Saved data entries
----
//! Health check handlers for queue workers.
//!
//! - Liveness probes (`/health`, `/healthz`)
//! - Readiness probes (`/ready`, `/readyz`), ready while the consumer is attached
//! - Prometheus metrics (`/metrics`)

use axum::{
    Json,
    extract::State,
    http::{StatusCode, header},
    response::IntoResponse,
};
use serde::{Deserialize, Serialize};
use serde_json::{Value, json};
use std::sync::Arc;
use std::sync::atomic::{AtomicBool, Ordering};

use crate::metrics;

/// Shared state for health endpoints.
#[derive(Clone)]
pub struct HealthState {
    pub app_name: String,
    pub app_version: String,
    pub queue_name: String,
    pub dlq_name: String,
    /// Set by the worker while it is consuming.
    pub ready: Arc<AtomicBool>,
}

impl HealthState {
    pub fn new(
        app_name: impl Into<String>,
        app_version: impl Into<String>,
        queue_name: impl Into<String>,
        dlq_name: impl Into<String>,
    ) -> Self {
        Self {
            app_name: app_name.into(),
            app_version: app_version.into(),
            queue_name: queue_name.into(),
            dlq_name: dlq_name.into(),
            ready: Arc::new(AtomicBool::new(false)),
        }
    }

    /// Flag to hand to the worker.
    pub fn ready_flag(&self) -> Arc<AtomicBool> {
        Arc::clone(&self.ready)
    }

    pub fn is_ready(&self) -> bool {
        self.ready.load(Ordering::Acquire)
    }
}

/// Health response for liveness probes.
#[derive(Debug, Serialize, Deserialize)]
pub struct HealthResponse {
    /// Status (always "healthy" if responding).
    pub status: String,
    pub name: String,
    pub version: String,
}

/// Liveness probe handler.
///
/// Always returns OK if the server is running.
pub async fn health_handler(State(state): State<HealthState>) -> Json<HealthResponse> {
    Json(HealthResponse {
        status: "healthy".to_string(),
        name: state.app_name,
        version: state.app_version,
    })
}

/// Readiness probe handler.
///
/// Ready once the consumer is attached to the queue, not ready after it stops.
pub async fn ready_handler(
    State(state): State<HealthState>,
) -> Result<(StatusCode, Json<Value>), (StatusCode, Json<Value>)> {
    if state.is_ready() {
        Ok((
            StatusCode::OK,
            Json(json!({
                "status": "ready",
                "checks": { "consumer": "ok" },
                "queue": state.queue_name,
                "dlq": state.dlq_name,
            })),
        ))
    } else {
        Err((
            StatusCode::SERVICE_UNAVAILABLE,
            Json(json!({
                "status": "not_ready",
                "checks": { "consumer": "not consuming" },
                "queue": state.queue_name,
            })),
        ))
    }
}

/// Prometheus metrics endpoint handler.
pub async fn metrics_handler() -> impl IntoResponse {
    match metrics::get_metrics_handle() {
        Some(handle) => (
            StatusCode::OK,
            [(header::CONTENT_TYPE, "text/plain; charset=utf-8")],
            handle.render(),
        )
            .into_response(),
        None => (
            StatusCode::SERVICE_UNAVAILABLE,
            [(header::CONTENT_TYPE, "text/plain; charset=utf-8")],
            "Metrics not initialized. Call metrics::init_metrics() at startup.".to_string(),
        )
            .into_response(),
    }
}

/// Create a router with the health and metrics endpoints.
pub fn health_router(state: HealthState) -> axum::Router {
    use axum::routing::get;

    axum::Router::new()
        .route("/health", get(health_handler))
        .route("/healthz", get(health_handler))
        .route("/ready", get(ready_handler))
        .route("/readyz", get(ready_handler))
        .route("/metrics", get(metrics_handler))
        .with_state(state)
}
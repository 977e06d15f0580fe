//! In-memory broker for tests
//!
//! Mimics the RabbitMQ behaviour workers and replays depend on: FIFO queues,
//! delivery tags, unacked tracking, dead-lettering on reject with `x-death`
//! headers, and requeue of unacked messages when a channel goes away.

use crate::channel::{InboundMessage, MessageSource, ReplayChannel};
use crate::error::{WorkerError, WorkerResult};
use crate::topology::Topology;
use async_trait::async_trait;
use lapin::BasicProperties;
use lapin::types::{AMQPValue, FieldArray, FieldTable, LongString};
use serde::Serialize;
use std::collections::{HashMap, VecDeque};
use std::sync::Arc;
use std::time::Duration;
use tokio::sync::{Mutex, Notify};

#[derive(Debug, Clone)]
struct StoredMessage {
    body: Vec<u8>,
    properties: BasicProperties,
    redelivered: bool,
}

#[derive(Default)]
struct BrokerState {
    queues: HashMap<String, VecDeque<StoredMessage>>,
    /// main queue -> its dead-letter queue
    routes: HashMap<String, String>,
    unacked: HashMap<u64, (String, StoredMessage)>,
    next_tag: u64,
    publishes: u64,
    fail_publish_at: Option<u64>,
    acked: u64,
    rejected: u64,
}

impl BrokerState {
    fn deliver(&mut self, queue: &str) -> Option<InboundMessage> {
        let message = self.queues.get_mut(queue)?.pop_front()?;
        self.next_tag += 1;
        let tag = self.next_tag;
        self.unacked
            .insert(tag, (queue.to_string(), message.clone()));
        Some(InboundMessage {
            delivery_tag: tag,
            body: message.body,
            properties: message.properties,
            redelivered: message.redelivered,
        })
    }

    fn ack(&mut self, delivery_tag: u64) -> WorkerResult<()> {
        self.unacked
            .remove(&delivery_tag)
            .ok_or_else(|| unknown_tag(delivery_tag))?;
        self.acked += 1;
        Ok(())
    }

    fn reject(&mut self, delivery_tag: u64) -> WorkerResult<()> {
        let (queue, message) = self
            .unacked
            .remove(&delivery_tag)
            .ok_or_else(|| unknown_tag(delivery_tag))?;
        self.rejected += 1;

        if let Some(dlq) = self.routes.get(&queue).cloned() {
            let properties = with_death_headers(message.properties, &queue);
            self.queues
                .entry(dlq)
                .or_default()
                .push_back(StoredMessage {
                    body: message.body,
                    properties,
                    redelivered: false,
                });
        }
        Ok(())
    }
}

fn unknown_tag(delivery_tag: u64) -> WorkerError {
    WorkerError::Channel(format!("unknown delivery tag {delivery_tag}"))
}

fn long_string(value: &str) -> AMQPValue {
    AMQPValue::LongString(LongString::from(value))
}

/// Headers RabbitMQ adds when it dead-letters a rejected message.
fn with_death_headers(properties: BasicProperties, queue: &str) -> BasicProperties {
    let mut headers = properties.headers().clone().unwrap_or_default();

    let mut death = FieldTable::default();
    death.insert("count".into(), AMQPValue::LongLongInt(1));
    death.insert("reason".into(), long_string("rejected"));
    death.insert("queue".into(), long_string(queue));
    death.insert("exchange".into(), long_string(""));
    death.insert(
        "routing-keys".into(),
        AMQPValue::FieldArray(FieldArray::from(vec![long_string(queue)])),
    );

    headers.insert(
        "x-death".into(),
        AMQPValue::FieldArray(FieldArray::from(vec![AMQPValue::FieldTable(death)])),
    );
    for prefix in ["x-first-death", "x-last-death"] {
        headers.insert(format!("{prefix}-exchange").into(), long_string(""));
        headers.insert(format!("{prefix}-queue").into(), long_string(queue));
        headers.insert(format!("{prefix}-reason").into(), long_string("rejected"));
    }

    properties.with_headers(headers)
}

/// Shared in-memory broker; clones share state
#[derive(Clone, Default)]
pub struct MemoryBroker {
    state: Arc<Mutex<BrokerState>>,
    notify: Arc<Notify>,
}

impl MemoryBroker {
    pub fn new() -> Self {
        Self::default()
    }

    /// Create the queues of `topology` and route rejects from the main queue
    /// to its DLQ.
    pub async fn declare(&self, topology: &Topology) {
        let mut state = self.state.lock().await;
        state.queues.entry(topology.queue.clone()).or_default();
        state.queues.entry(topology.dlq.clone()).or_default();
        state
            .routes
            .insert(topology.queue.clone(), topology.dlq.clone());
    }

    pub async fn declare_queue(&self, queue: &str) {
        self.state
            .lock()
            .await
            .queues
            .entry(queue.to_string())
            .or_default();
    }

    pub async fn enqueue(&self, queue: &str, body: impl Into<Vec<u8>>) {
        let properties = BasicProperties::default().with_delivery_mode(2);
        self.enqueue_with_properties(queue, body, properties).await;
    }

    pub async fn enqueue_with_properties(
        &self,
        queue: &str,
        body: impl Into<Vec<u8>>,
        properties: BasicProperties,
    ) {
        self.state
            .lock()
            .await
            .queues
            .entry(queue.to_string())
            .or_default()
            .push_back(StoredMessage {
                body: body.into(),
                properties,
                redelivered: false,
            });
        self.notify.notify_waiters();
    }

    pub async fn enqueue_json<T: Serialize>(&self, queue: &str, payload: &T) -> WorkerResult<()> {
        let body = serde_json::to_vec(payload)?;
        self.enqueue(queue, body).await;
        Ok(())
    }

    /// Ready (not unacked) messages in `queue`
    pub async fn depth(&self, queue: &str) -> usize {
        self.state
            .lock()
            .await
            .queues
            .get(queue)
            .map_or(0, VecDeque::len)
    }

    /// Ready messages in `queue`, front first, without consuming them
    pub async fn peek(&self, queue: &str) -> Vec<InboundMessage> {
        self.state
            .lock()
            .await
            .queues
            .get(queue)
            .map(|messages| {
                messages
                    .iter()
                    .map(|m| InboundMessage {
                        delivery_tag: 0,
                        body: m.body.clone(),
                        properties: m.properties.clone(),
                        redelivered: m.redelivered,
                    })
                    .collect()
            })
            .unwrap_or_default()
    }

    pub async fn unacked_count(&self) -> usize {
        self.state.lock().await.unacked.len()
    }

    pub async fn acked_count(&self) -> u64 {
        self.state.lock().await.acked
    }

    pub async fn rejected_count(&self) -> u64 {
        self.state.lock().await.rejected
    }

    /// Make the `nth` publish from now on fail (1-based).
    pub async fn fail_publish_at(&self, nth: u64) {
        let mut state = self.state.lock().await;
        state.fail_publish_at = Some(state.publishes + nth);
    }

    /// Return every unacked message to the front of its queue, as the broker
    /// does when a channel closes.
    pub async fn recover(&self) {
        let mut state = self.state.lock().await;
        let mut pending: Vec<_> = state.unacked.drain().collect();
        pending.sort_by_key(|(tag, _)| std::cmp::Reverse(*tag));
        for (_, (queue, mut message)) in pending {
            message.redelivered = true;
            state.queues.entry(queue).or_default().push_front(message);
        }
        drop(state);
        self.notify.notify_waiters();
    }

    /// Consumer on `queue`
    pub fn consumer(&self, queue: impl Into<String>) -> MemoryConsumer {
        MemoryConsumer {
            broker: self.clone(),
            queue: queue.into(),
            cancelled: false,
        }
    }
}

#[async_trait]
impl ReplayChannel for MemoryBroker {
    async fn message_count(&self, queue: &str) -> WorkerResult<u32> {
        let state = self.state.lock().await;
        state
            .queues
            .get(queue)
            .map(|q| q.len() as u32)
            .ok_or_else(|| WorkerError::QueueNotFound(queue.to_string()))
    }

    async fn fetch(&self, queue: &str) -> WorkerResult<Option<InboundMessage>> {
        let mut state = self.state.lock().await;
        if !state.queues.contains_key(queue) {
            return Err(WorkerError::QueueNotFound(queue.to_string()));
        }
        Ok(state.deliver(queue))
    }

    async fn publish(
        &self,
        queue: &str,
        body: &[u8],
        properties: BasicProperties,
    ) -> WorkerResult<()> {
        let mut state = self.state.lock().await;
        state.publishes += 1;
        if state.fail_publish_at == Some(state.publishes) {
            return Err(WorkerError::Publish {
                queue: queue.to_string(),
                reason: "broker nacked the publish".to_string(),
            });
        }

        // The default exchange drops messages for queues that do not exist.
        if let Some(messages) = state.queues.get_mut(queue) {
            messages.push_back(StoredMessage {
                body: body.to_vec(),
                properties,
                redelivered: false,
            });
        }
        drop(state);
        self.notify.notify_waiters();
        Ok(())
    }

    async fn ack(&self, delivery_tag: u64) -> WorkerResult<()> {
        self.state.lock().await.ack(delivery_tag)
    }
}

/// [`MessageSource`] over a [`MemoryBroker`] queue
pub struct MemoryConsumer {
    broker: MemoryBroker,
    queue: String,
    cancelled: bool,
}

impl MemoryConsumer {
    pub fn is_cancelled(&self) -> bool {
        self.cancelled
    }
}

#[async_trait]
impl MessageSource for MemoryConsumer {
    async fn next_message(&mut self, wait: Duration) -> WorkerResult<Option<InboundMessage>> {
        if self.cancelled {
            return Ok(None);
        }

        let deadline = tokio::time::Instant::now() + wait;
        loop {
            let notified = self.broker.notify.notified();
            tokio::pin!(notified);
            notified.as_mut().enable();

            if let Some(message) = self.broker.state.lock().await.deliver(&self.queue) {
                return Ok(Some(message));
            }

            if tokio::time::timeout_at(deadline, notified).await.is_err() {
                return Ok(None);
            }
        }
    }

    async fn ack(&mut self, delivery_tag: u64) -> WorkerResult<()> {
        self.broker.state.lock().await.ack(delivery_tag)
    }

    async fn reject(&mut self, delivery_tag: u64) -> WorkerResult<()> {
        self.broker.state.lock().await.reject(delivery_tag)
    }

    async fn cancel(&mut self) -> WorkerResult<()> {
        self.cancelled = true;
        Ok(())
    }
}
----
» **Exercise**
Your answer should be exactly the lines of the data above, from the first through the line containing "pub async fn health_handler(State(state): State<HealthState>)".

» **Task result**
//! Health check handlers for queue workers.
//!
//! - Liveness probes (`/health`, `/healthz`)
//! - Readiness probes (`/ready`, `/readyz`), ready while the consumer is attached
//! - Prometheus metrics (`/metrics`)

use axum::{
    Json,
    extract::State,
    http::{StatusCode, header},
    response::IntoResponse,
};
use serde::{Deserialize, Serialize};
use serde_json::{Value, json};
use std::sync::Arc;
use std::sync::atomic::{AtomicBool, Ordering};

use crate::metrics;

/// Shared state for health endpoints.
#[derive(Clone)]
pub struct HealthState {
    pub app_name: String,
    pub app_version: String,
    pub queue_name: String,
    pub dlq_name: String,
    /// Set by the worker while it is consuming.
    pub ready: Arc<AtomicBool>,
}

impl HealthState {
    pub fn new(
        app_name: impl Into<String>,
        app_version: impl Into<String>,
        queue_name: impl Into<String>,
        dlq_name: impl Into<String>,
    ) -> Self {
        Self {
            app_name: app_name.into(),
            app_version: app_version.into(),
            queue_name: queue_name.into(),
            dlq_name: dlq_name.into(),
            ready: Arc::new(AtomicBool::new(false)),
        }
    }

    /// Flag to hand to the worker.
    pub fn ready_flag(&self) -> Arc<AtomicBool> {
        Arc::clone(&self.ready)
    }

    pub fn is_ready(&self) -> bool {
        self.ready.load(Ordering::Acquire)
    }
}

/// Health response for liveness probes.
#[derive(Debug, Serialize, Deserialize)]
pub struct HealthResponse {
    /// Status (always "healthy" if responding).
    pub status: String,
    pub name: String,
    pub version: String,
}

/// Liveness probe handler.
///
/// Always returns OK if the server is running.
pub async fn health_handler(State(state): State<HealthState>) -> Json<HealthResponse> {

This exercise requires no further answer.